Godfrey would have ‘fehed’ and ‘poo-pawed’ the leaden grief I shouldered, long years ago now, once the reality of his passing grew heavier every day. suddenly, I felt every ache, saw every cobweb and crumb as up the stairs from our luggage shop I plodded. This day, however, came noise from our apartment, muttering in Welsh, pad of bare feet on cold tiles…could it be?, my long suffering husband Garnet hurried out, with a very large, hairy, black Wolf Spider, hanging from a drag line, on my writing shirt, which was wrapped about a stick. “It was behind the toilet”, he called back, after letting the spider out the one hall window that refused to close.
Proudly, he shook out my shirt, “only rag I could find”. He who could not abide spiders beamed. “Not a rag my dear, I took it from him, thank you, but so not a rag…
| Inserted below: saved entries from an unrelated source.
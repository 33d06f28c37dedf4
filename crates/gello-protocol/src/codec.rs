//! 长度前缀帧编解码
//!
//! TCP 是字节流，需要自行划分消息边界：每帧由 4 字节大端长度和 JSON 载荷组成。

use crate::ProtocolError;
use serde::Serialize;
use serde::de::DeserializeOwned;
use std::io::{self, Read, Write};

/// 单帧载荷上限（1 MiB）
pub const MAX_FRAME_LEN: usize = 1 << 20;

/// 帧头长度
pub const HEADER_LEN: usize = 4;

/// 序列化载荷
pub fn encode_payload<T: Serialize>(value: &T) -> Result<Vec<u8>, ProtocolError> {
    Ok(serde_json::to_vec(value)?)
}

/// 反序列化载荷
pub fn decode_payload<T: DeserializeOwned>(bytes: &[u8]) -> Result<T, ProtocolError> {
    Ok(serde_json::from_slice(bytes)?)
}

/// 写入一帧
pub fn write_frame<W: Write>(writer: &mut W, payload: &[u8]) -> Result<(), ProtocolError> {
    if payload.len() > MAX_FRAME_LEN {
        return Err(ProtocolError::FrameTooLarge {
            len: payload.len(),
            max: MAX_FRAME_LEN,
        });
    }

    let header = (payload.len() as u32).to_be_bytes();
    writer.write_all(&header).map_err(map_io)?;
    writer.write_all(payload).map_err(map_io)?;
    writer.flush().map_err(map_io)?;
    Ok(())
}

/// 读取一帧
///
/// 读到一半的帧遇到 EOF 同样视为对端断开。
pub fn read_frame<R: Read>(reader: &mut R) -> Result<Vec<u8>, ProtocolError> {
    let mut header = [0u8; HEADER_LEN];
    reader.read_exact(&mut header).map_err(map_io)?;

    let len = u32::from_be_bytes(header) as usize;
    if len > MAX_FRAME_LEN {
        return Err(ProtocolError::FrameTooLarge {
            len,
            max: MAX_FRAME_LEN,
        });
    }

    let mut payload = vec![0u8; len];
    reader.read_exact(&mut payload).map_err(map_io)?;
    Ok(payload)
}

/// IO 错误分类：超时与断开单独区分
pub(crate) fn map_io(e: io::Error) -> ProtocolError {
    match e.kind() {
        io::ErrorKind::WouldBlock | io::ErrorKind::TimedOut => ProtocolError::Timeout,
        io::ErrorKind::UnexpectedEof
        | io::ErrorKind::ConnectionReset
        | io::ErrorKind::ConnectionAborted
        | io::ErrorKind::BrokenPipe => ProtocolError::Disconnected,
        _ => ProtocolError::Io(e),
    }
}

#[cfg(test)]
mod tests {
    use super::*;
    use crate::message::{Method, Request};
    use std::io::Cursor;

    #[test]
    fn test_frame_header_is_big_endian() {
        let mut buf = Vec::new();
        write_frame(&mut buf, b"abc").unwrap();
        assert_eq!(&buf[..HEADER_LEN], &[0, 0, 0, 3]);
        assert_eq!(&buf[HEADER_LEN..], b"abc");
    }

    #[test]
    fn test_read_request_frame() {
        let payload = encode_payload(&Request::new(Method::GetJointState)).unwrap();
        let mut buf = Vec::new();
        write_frame(&mut buf, &payload).unwrap();

        let mut cursor = Cursor::new(buf);
        let frame = read_frame(&mut cursor).unwrap();
        let request: Request = decode_payload(&frame).unwrap();
        assert_eq!(request.method().unwrap(), Method::GetJointState);
    }

    #[test]
    fn test_truncated_frame_is_disconnect() {
        let mut buf = Vec::new();
        write_frame(&mut buf, b"hello").unwrap();
        buf.truncate(HEADER_LEN + 2);

        let mut cursor = Cursor::new(buf);
        assert!(matches!(
            read_frame(&mut cursor),
            Err(ProtocolError::Disconnected)
        ));
    }

    #[test]
    fn test_oversized_header_rejected() {
        let header = ((MAX_FRAME_LEN + 1) as u32).to_be_bytes();
        let mut cursor = Cursor::new(header.to_vec());
        assert!(matches!(
            read_frame(&mut cursor),
            Err(ProtocolError::FrameTooLarge { .. })
        ));
    }

    #[test]
    fn test_malformed_payload() {
        let result: Result<Request, _> = decode_payload(b"not json");
        assert!(matches!(result, Err(ProtocolError::Malformed(_))));
    }
}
It is my writing shirt, left by Godfrey, it has a well worn, checkered history. I was wearing the shirt when the letter came from Beatrice, a stranger then, with words of Godfrey’s passing. Morning cold, susurrus of passing buses in the snow, I sat alone till afternoon when storm broke and sky struggled to clear. One sympathetic ray of winter sunlight lit up as I paused neath it, “The Bug Chandelier.”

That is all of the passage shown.